Face à l’escalade des discours de haine au Cameroun, le gouvernement durcit le ton et agite la menace des sanctions judiciaires. « L’existence et l’exacerbation des discours de haine constituent une menace réelle à la cohésion sociale et à la stabilité de notre pays. Il s’avère donc urgent et impérieux d’y apporter une réponse à la fois vigoureuse et appropriée. (…) Parallèlement à la sensibilisation des citoyens, le gouvernement, en tant que de besoin, pourra recourir à la législation en vigueur afin d’amener les auteurs des discours de haine à répondre de leurs actes devant la justice », a annoncé le ministre de la Communication (Mincom), René Emmanuel Sadi, lors d’une conférence de presse organisée le 17 mai dernier à Yaoundé, à la veille de la Fête nationale célébrée cette année sous le signe de la sauvegarde de la paix et de l’unité nationale.

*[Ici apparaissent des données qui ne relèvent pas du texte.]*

//! Assembly of one companion module.

use super::{stringify, validate, CodegenOptions};
use crate::metadata::{FrozenRegistry, Metadata};
use std::collections::{BTreeMap, BTreeSet};
use ts::LiteralValue;

pub(crate) struct EmitCtx<'a> {
    pub registry: &'a FrozenRegistry,
    pub type_name: &'a str,
    /// Sibling companion imports: type name → function names.
    pub sibling_imports: BTreeMap<String, BTreeSet<String>>,
    pub helper_imports: BTreeSet<&'static str>,
    /// Module-level constants (hoisted pattern regexes).
    pub consts: Vec<String>,
    /// Module-level local functions generated on demand by the serializer.
    pub locals: Vec<String>,
    counter: usize,
}

impl<'a> EmitCtx<'a> {
    fn new(registry: &'a FrozenRegistry, type_name: &'a str) -> Self {
        Self {
            registry,
            type_name,
            sibling_imports: BTreeMap::new(),
            helper_imports: BTreeSet::new(),
            consts: Vec::new(),
            locals: Vec::new(),
            counter: 0,
        }
    }

    pub fn fresh(&mut self, prefix: &str) -> String {
        let n = self.counter;
        self.counter += 1;
        format!("{}{}", prefix, n)
    }

    /// Registers a helpers-module import and returns the helper's name.
    pub fn helper(&mut self, name: &'static str) -> &'static str {
        self.helper_imports.insert(name);
        name
    }

    /// Registers an import from a sibling companion, unless the reference is
    /// to the current type (whose functions live in this very module).
    pub fn sibling(&mut self, type_name: &str, func: String) -> String {
        if type_name != self.type_name {
            self.sibling_imports
                .entry(type_name.to_string())
                .or_default()
                .insert(func.clone());
        }
        func
    }

    /// Hoists a user pattern into a module-level `RegExp` constant.
    pub fn const_regex(&mut self, pattern: &str) -> String {
        let name = self.fresh("_p");
        self.consts
            .push(format!("const {} = new RegExp({});", name, js_str(pattern)));
        name
    }
}

/// JS string literal for `s`.
pub(crate) fn js_str(s: &str) -> String {
    serde_json::to_string(s).unwrap_or_else(|_| "\"\"".to_string())
}

/// JSON text of a literal value (also a valid JS expression).
pub(crate) fn json_text(v: &LiteralValue) -> String {
    match v {
        LiteralValue::String(s) => js_str(s),
        LiteralValue::Number(n) => {
            if n.is_finite() {
                format!("{}", n)
            } else {
                "null".to_string()
            }
        }
        LiteralValue::Boolean(b) => b.to_string(),
    }
}

fn is_js_ident(name: &str) -> bool {
    let mut chars = name.chars();
    match chars.next() {
        Some(c) if c.is_ascii_alphabetic() || c == '_' || c == '$' => {}
        _ => return false,
    }
    chars.all(|c| c.is_ascii_alphanumeric() || c == '_' || c == '$')
}

/// Member access, falling back to bracket syntax for non-identifier keys.
pub(crate) fn member(base: &str, name: &str) -> String {
    if is_js_ident(name) {
        format!("{}.{}", base, name)
    } else {
        format!("{}[{}]", base, js_str(name))
    }
}

pub(crate) fn line(out: &mut String, depth: usize, text: &str) {
    for _ in 0..depth {
        out.push_str("  ");
    }
    out.push_str(text);
    out.push('\n');
}

/// Produces the full source of one companion module.
pub(crate) fn companion_source(
    registry: &FrozenRegistry,
    name: &str,
    opts: &CodegenOptions,
) -> String {
    let Some(meta) = registry.get(name) else {
        return String::new();
    };
    let mut ctx = EmitCtx::new(registry, name);
    let mut body = String::new();

    if opts.validation {
        validate::emit_validator_fn(&mut ctx, meta, &mut body);
        emit_validate_export(&mut ctx, &mut body);
        emit_assert_export(&mut ctx, &mut body);
    }
    if opts.serialization {
        stringify::emit_serializer_fn(&mut ctx, meta, &mut body);
    }
    if opts.standard_schema && opts.validation {
        emit_schema_export(&mut ctx, &mut body);
    }

    let mut out = String::new();
    out.push_str(&format!(
        "// Generated by tsnest for type {}. Do not edit.\n",
        name
    ));
    if !ctx.helper_imports.is_empty() {
        let names: Vec<&str> = ctx.helper_imports.iter().copied().collect();
        out.push_str(&format!(
            "import {{ {} }} from \"./{}\";\n",
            names.join(", "),
            super::HELPERS_FILE_NAME
        ));
    }
    for (ty, funcs) in &ctx.sibling_imports {
        let names: Vec<&str> = funcs.iter().map(String::as_str).collect();
        out.push_str(&format!(
            "import {{ {} }} from \"./{}\";\n",
            names.join(", "),
            super::companion_file_name(ty)
        ));
    }
    out.push('\n');
    for c in &ctx.consts {
        out.push_str(c);
        out.push('\n');
    }
    if !ctx.consts.is_empty() {
        out.push('\n');
    }
    out.push_str(&body);
    for local in &ctx.locals {
        out.push('\n');
        out.push_str(local);
    }
    out
}

fn emit_validate_export(ctx: &mut EmitCtx, out: &mut String) {
    let t = ctx.type_name;
    out.push_str(&format!("export function validate{}(input) {{\n", t));
    out.push_str("  const errors = [];\n");
    out.push_str(&format!("  _v{}(input, \"input\", errors);\n", t));
    out.push_str("  return errors.length === 0\n");
    out.push_str("    ? { success: true, data: input }\n");
    out.push_str("    : { success: false, errors: errors };\n");
    out.push_str("}\n\n");
}

fn emit_assert_export(ctx: &mut EmitCtx, out: &mut String) {
    ctx.helper("ValidationError");
    let t = ctx.type_name;
    out.push_str(&format!("export function assert{}(input) {{\n", t));
    out.push_str(&format!("  const result = validate{}(input);\n", t));
    out.push_str("  if (!result.success) {\n");
    out.push_str(&format!(
        "    throw new ValidationError({}, result.errors);\n",
        js_str(t)
    ));
    out.push_str("  }\n");
    out.push_str("  return result.data;\n");
    out.push_str("}\n\n");
}

fn emit_schema_export(ctx: &mut EmitCtx, out: &mut String) {
    let t = ctx.type_name;
    out.push_str(&format!("export function schema{}() {{\n", t));
    out.push_str("  return {\n");
    out.push_str("    \"~standard\": {\n");
    out.push_str("      version: 1,\n");
    out.push_str("      vendor: \"tsnest\",\n");
    out.push_str("      validate(value) {\n");
    out.push_str(&format!("        const r = validate{}(value);\n", t));
    out.push_str("        if (r.success) {\n");
    out.push_str("          return { value: r.data };\n");
    out.push_str("        }\n");
    out.push_str("        return {\n");
    out.push_str("          issues: r.errors.map((e) => ({\n");
    out.push_str(
        "            message: \"expected \" + e.expected + \", received \" + e.received,\n",
    );
    out.push_str("            path: e.path.split(\".\").slice(1),\n");
    out.push_str("          })),\n");
    out.push_str("        };\n");
    out.push_str("      },\n");
    out.push_str("    },\n");
    out.push_str("  };\n");
    out.push_str("}\n\n");
}

#[cfg(test)]
mod test {
    use super::*;
    use crate::metadata::{
        ConstraintTag, MetadataRegistry, ObjectMeta, Primitive, Property, StringFormat, Tags,
    };
    use smallvec::smallvec;

    fn prop(name: &str, meta: Metadata) -> Property {
        Property {
            name: name.to_string(),
            meta,
            optional: false,
            readonly: false,
            tags: Tags::new(),
        }
    }

    fn user_dto_registry() -> FrozenRegistry {
        let mut reg = MetadataRegistry::new();
        let name_meta = Metadata::Primitive {
            primitive: Primitive::String,
            tags: smallvec![ConstraintTag::MinLength(1), ConstraintTag::MaxLength(255)],
        };
        let email_meta = Metadata::Primitive {
            primitive: Primitive::String,
            tags: smallvec![ConstraintTag::Format(StringFormat::Email)],
        };
        let age_meta = Metadata::Primitive {
            primitive: Primitive::Number,
            tags: smallvec![ConstraintTag::Minimum(0.0), ConstraintTag::Maximum(150.0)],
        };
        reg.insert(
            "CreateUserDto",
            Metadata::Object(ObjectMeta {
                name: Some("CreateUserDto".to_string()),
                properties: vec![
                    prop("name", name_meta),
                    prop("email", email_meta),
                    prop("age", age_meta),
                ],
                coerce: false,
            }),
        );
        reg.freeze()
    }

    fn all_transforms() -> CodegenOptions {
        CodegenOptions {
            validation: true,
            serialization: true,
            standard_schema: true,
            out_base: String::new(),
        }
    }

    #[test]
    fn companion_exports_all_families() {
        let registry = user_dto_registry();
        let src = companion_source(&registry, "CreateUserDto", &all_transforms());
        assert!(src.contains("export function validateCreateUserDto(input)"));
        assert!(src.contains("export function assertCreateUserDto(input)"));
        assert!(src.contains("export function serializeCreateUserDto(input)"));
        assert!(src.contains("export function schemaCreateUserDto()"));
        assert!(src.contains("from \"./__helpers.js\""));
    }

    #[test]
    fn validator_checks_bounds_and_formats() {
        let registry = user_dto_registry();
        let src = companion_source(&registry, "CreateUserDto", &all_transforms());
        assert!(src.contains("input.name.length < 1"));
        assert!(src.contains("input.name.length > 255"));
        assert!(src.contains("__re.email.test(input.email)"));
        assert!(src.contains("input.age < 0"));
        assert!(src.contains("input.age > 150"));
        // Error paths are rooted at "input".
        assert!(src.contains("path + \".name\""));
        assert!(src.contains("_vCreateUserDto(input, \"input\", errors)"));
    }

    #[test]
    fn serializer_emits_key_fragments_in_declaration_order() {
        let registry = user_dto_registry();
        let src = companion_source(&registry, "CreateUserDto", &all_transforms());
        let name_at = src.find("\\\"name\\\":").expect("name fragment");
        let email_at = src.find("\\\"email\\\":").expect("email fragment");
        let age_at = src.find("\\\"age\\\":").expect("age fragment");
        assert!(name_at < email_at && email_at < age_at);
    }

    #[test]
    fn recursive_type_serializer_calls_itself_without_import() {
        let mut reg = MetadataRegistry::new();
        reg.insert(
            "Category",
            Metadata::Object(ObjectMeta {
                name: Some("Category".to_string()),
                properties: vec![
                    prop("id", Metadata::primitive(Primitive::Number)),
                    prop(
                        "children",
                        Metadata::Array {
                            element: Box::new(Metadata::reference("Category")),
                            tags: Tags::new(),
                        },
                    ),
                ],
                coerce: false,
            }),
        );
        let registry = reg.freeze();
        let src = companion_source(&registry, "Category", &all_transforms());
        assert!(src.contains("serializeCategory("));
        assert!(src.contains("_vCategory("));
        assert!(!src.contains("from \"./Category.js\""));
    }

    #[test]
    fn cross_type_reference_imports_sibling_companion() {
        let mut reg = MetadataRegistry::new();
        reg.insert(
            "Inner",
            Metadata::Object(ObjectMeta {
                name: Some("Inner".to_string()),
                properties: vec![prop("n", Metadata::primitive(Primitive::Number))],
                coerce: false,
            }),
        );
        reg.insert(
            "Outer",
            Metadata::Object(ObjectMeta {
                name: Some("Outer".to_string()),
                properties: vec![prop("inner", Metadata::reference("Inner"))],
                coerce: false,
            }),
        );
        let registry = reg.freeze();
        let src = companion_source(&registry, "Outer", &all_transforms());
        assert!(src.contains("import { _vInner, serializeInner } from \"./Inner.js\";"));
    }

    #[test]
    fn coercive_object_parses_strings_in_validator() {
        let mut reg = MetadataRegistry::new();
        reg.insert(
            "ListQuery",
            Metadata::Object(ObjectMeta {
                name: Some("ListQuery".to_string()),
                properties: vec![
                    Property {
                        optional: true,
                        ..prop("page", Metadata::primitive(Primitive::Number))
                    },
                    Property {
                        optional: true,
                        ..prop("ascending", Metadata::primitive(Primitive::Boolean))
                    },
                ],
                coerce: true,
            }),
        );
        let registry = reg.freeze();
        let src = companion_source(&registry, "ListQuery", &all_transforms());
        assert!(src.contains("input.page = "));
        assert!(src.contains("input.ascending === \"true\" || input.ascending === \"1\""));
    }

    #[test]
    fn validation_only_omits_serializer() {
        let registry = user_dto_registry();
        let opts = CodegenOptions {
            validation: true,
            serialization: false,
            standard_schema: false,
            out_base: String::new(),
        };
        let src = companion_source(&registry, "CreateUserDto", &opts);
        assert!(src.contains("export function validateCreateUserDto"));
        assert!(!src.contains("serializeCreateUserDto"));
        assert!(!src.contains("schemaCreateUserDto"));
    }
}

Au cours de cette conférence, le porte-parole du gouvernement a tenu à rappeler aux contrevenants que les discours de haine sont réprimés par la loi. Il a notamment cité l’article 241-1 (nouveau) du Code pénal qui punit d’un emprisonnement d’un à deux ans et d’une amende de 300 000 à 3 millions de FCFA celui qui, par quelque moyen que ce soit, tient des discours de haine ou procède aux incitations à la violence contre des personnes en raison de leur appartenance tribale ou ethnique. « Lorsqu’il y a infraction, il y aura sanction. Il faudrait que les gens sachent que les contrevenants n’ont qu’à bien se tenir », a prévenu son collègue de l’Administration territoriale (Minat), Paul Atanga Nji, pour qui le discours de haine est une « grave menace » à l’unité nationale.
Le Minat a notamment indexé les hommes politiques accusés d’inciter à la haine, à l’intolérance et à la violence. « Il y a des hommes politiques qui veulent obtenir par la rue ce qu’ils sont incapables d’obtenir par les urnes, et ils créent des officines par derrière pour instiguer ce type de discours haineux où on dresse les Camerounais les uns contre les autres, les tribus contre les autres, les communautés contre les autres », a-t-il dit.
Eu égard à la dimension que ce phénomène est en train de prendre et au péril qu’il fait planer sur la vie nationale, le gouvernement appelle au sens de responsabilité de tous et de chacun, notamment des médias. « Les hommes de média doivent nous aider dans ce combat contre ces discours de haine, xénophobie et tribalisme. Mais lorsque vos plateaux de télévision servent de vecteur de propagation de tous ces faits que nous récriminons, je crois que vous ne serez pas loin d’être taxés de complices ou de coauteurs. Donc, chacun devra savoir ce qu’il y a lieu de faire. Je voudrai dire clairement que fort de notre législation, les autorités administratives chargées du maintien de l’ordre vont recevoir certaines indications pour gérer certains problèmes », a déclaré Paul Atanga Nji face aux journalistes.
Il a rappelé que les peines sont doublées et que les circonstances atténuantes ne sont pas admises quand il s’agit des responsables politiques et des hommes de média. Sur les réseaux sociaux et les plateaux de télévision notamment, les sujets d’actualité politique, sportive ou culturelle virent souvent aux insultes et au dénigrement de certains groupes ethniques. Le gouvernement multiplie les stratégies pour combattre ce fléau, à travers notamment la Commission nationale pour la promotion du bilinguisme et du multiculturalisme (CNPBM) dont les missions sont de maintenir la paix, de consolider l’unité nationale du pays et de renforcer la volonté et la pratique quotidienne du vivre-ensemble.